### [Required work]
Start to finish, the listing must be rewritten exactly.

### [Listed entries]
-.-.-

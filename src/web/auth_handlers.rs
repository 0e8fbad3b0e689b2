// src/web/auth_handlers.rs
use crate::{
    error::{AppError, AppResult},
    forms::{LoginForm, RegistrationForm},
    models::user::Role,
    services::{auth_service, user_service},
    state::AppState,
    templates::{render, LoginPage, RegisterPage},
    web::{
        flash::{self, page_nav},
        mw_auth::USER_ID_KEY,
    },
};
use axum::{
    extract::{Form, Query, State},
    response::{IntoResponse, Redirect, Response},
};
use serde::Deserialize;
use time::Duration;
use tower_sessions::{Expiry, Session};

/// How long a "remember me" session survives without activity.
const REMEMBER_ME_DAYS: i64 = 30;

#[derive(Debug, Deserialize)]
pub struct LoginParams {
    next: Option<String>,
}

async fn is_logged_in(session: &Session) -> bool {
    session.get::<i64>(USER_ID_KEY).await.ok().flatten().is_some()
}

// GET /login
pub async fn show_login_form(
    session: Session,
    Query(params): Query<LoginParams>,
) -> AppResult<Response> {
    if is_logged_in(&session).await {
        tracing::debug!("GET /login: already logged in, redirecting to /index");
        return Ok(Redirect::to("/index").into_response());
    }

    let page = LoginPage {
        nav: page_nav(&session, None).await?,
        next: params.next.unwrap_or_default(),
    };
    Ok(render(page)?.into_response())
}

// POST /login
pub async fn handle_login(
    State(state): State<AppState>,
    session: Session,
    Form(form): Form<LoginForm>,
) -> AppResult<Redirect> {
    tracing::info!("Login attempt for: {}", form.username);

    let back_to_form = || match form.safe_next() {
        Some(next) => Redirect::to(&format!("/login?next={}", urlencoding::encode(next))),
        None => Redirect::to("/login"),
    };

    let errors = form.validate();
    if !errors.is_empty() {
        flash::errors(&session, &errors).await?;
        return Ok(back_to_form());
    }

    let Some(user) =
        auth_service::authenticate(&state.db_pool, form.username.trim(), &form.password).await?
    else {
        flash::error(&session, "Invalid username or password").await?;
        return Ok(back_to_form());
    };

    // New id on privilege change
    session
        .cycle_id()
        .await
        .map_err(|e| AppError::SessionError(format!("Could not rotate id: {}", e)))?;
    session.insert(USER_ID_KEY, user.id).await?;
    session.set_expiry(Some(if form.remember() {
        Expiry::OnInactivity(Duration::days(REMEMBER_ME_DAYS))
    } else {
        Expiry::OnSessionEnd
    }));

    tracing::info!("✅ '{}' logged in (remember: {}).", user.username, form.remember());
    Ok(Redirect::to(form.safe_next().unwrap_or("/index")))
}

// GET /logout
pub async fn handle_logout(session: Session) -> AppResult<Redirect> {
    let user_id: Option<i64> = session.get(USER_ID_KEY).await.ok().flatten();

    session
        .flush()
        .await
        .map_err(|e| AppError::SessionError(format!("Could not delete session: {}", e)))?;

    match user_id {
        Some(id) => tracing::info!("🚪 User {} logged out.", id),
        None => tracing::info!("🚪 Anonymous session closed."),
    }
    Ok(Redirect::to("/index"))
}

// GET /register
pub async fn show_register_form(session: Session) -> AppResult<Response> {
    if is_logged_in(&session).await {
        return Ok(Redirect::to("/index").into_response());
    }
    let page = RegisterPage {
        nav: page_nav(&session, None).await?,
    };
    Ok(render(page)?.into_response())
}

// POST /register
pub async fn handle_register(
    State(state): State<AppState>,
    session: Session,
    Form(form): Form<RegistrationForm>,
) -> AppResult<Redirect> {
    if is_logged_in(&session).await {
        return Ok(Redirect::to("/index"));
    }

    let errors = form.validate(&state.db_pool).await?;
    if !errors.is_empty() {
        tracing::warn!("Registration of '{}' rejected: {:?}", form.username, errors);
        flash::errors(&session, &errors).await?;
        return Ok(Redirect::to("/register"));
    }

    // New accounts wait for an admin to assign a role
    match user_service::create_user(
        &state.db_pool,
        form.username.trim(),
        form.email.trim(),
        &form.password,
        Role::Unverified,
    )
    .await
    {
        Ok(_) => {
            flash::info(&session, "Congratulations, you are now a registered user!").await?;
            Ok(Redirect::to("/login"))
        }
        // Lost a race with a concurrent registration
        Err(AppError::AlreadyExists(_)) => {
            flash::error(&session, "Please use a different username or email address.").await?;
            Ok(Redirect::to("/register"))
        }
        Err(e) => Err(e),
    }
}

-.-.-

### [Answer to the exercise]
filename src/web/auth_handlers.rs
repository 0e8fbad3b0e689b2
// src/web/auth_handlers.rs
use crate::{
    error::{AppError, AppResult},
    forms::{LoginForm, RegistrationForm},
    models::user::Role,
    services::{auth_service, user_service},
    state::AppState,
    templates::{render, LoginPage, RegisterPage},
    web::{
        flash::{self, page_nav},
        mw_auth::USER_ID_KEY,
    },
};
use axum::{
    extract::{Form, Query, State},
    response::{IntoResponse, Redirect, Response},
};
use serde::Deserialize;
use time::Duration;
use tower_sessions::{Expiry, Session};

/// How long a "remember me" session survives without activity.
const REMEMBER_ME_DAYS: i64 = 30;

#[derive(Debug, Deserialize)]
pub struct LoginParams {
    next: Option<String>,
}

async fn is_logged_in(session: &Session) -> bool {
    session.get::<i64>(USER_ID_KEY).await.ok().flatten().is_some()
}

// GET /login
pub async fn show_login_form(
    session: Session,
    Query(params): Query<LoginParams>,
) -> AppResult<Response> {
    if is_logged_in(&session).await {
        tracing::debug!("GET /login: already logged in, redirecting to /index");
        return Ok(Redirect::to("/index").into_response());
    }

    let page = LoginPage {
        nav: page_nav(&session, None).await?,
        next: params.next.unwrap_or_default(),
    };
    Ok(render(page)?.into_response())
}

// POST /login
pub async fn handle_login(
    State(state): State<AppState>,
    session: Session,
    Form(form): Form<LoginForm>,
) -> AppResult<Redirect> {
    tracing::info!("Login attempt for: {}", form.username);

    let back_to_form = || match form.safe_next() {
        Some(next) => Redirect::to(&format!("/login?next={}", urlencoding::encode(next))),
        None => Redirect::to("/login"),
    };

    let errors = form.validate();
    if !errors.is_empty() {
        flash::errors(&session, &errors).await?;
        return Ok(back_to_form());
    }

    let Some(user) =
        auth_service::authenticate(&state.db_pool, form.username.trim(), &form.password).await?
    else {
        flash::error(&session, "Invalid username or password").await?;
        return Ok(back_to_form());
    };

    // New id on privilege change
    session
        .cycle_id()
        .await
        .map_err(|e| AppError::SessionError(format!("Could not rotate id: {}", e)))?;
    session.insert(USER_ID_KEY, user.id).await?;
    session.set_expiry(Some(if form.remember() {
        Expiry::OnInactivity(Duration::days(REMEMBER_ME_DAYS))
    } else {
        Expiry::OnSessionEnd
    }));

    tracing::info!("✅ '{}' logged in (remember: {}).", user.username, form.remember());
    Ok(Redirect::to(form.safe_next().unwrap_or("/index")))
}

// GET /logout
pub async fn handle_logout(session: Session) -> AppResult<Redirect> {
    let user_id: Option<i64> = session.get(USER_ID_KEY).await.ok().flatten();

    session
        .flush()
        .await
        .map_err(|e| AppError::SessionError(format!("Could not delete session: {}", e)))?;

    match user_id {
        Some(id) => tracing::info!("🚪 User {} logged out.", id),
        None => tracing::info!("🚪 Anonymous session closed."),
    }
    Ok(Redirect::to("/index"))
}

// GET /register
pub async fn show_register_form(session: Session) -> AppResult<Response> {
    if is_logged_in(&session).await {
        return Ok(Redirect::to("/index").into_response());
    }
    let page = RegisterPage {
        nav: page_nav(&session, None).await?,
    };
    Ok(render(page)?.into_response())
}

// POST /register
pub async fn handle_register(
    State(state): State<AppState>,
    session: Session,
    Form(form): Form<RegistrationForm>,
) -> AppResult<Redirect> {
    if is_logged_in(&session).await {
        return Ok(Redirect::to("/index"));
    }

    let errors = form.validate(&state.db_pool).await?;
    if !errors.is_empty() {
        tracing::warn!("Registration of '{}' rejected: {:?}", form.username, errors);
        flash::errors(&session, &errors).await?;
        return Ok(Redirect::to("/register"));
    }

    // New accounts wait for an admin to assign a role
    match user_service::create_user(
        &state.db_pool,
        form.username.trim(),
        form.email.trim(),
        &form.password,
        Role::Unverified,
    )
    .await
    {
        Ok(_) => {
            flash::info(&session, "Congratulations, you are now a registered user!").await?;
            Ok(Redirect::to("/login"))
        }
        // Lost a race with a concurrent registration
        Err(AppError::AlreadyExists(_)) => {
            flash::error(&session, "Please use a different username or email address.").await?;
            Ok(Redirect::to("/register"))
        }
        Err(e) => Err(e),
    }
}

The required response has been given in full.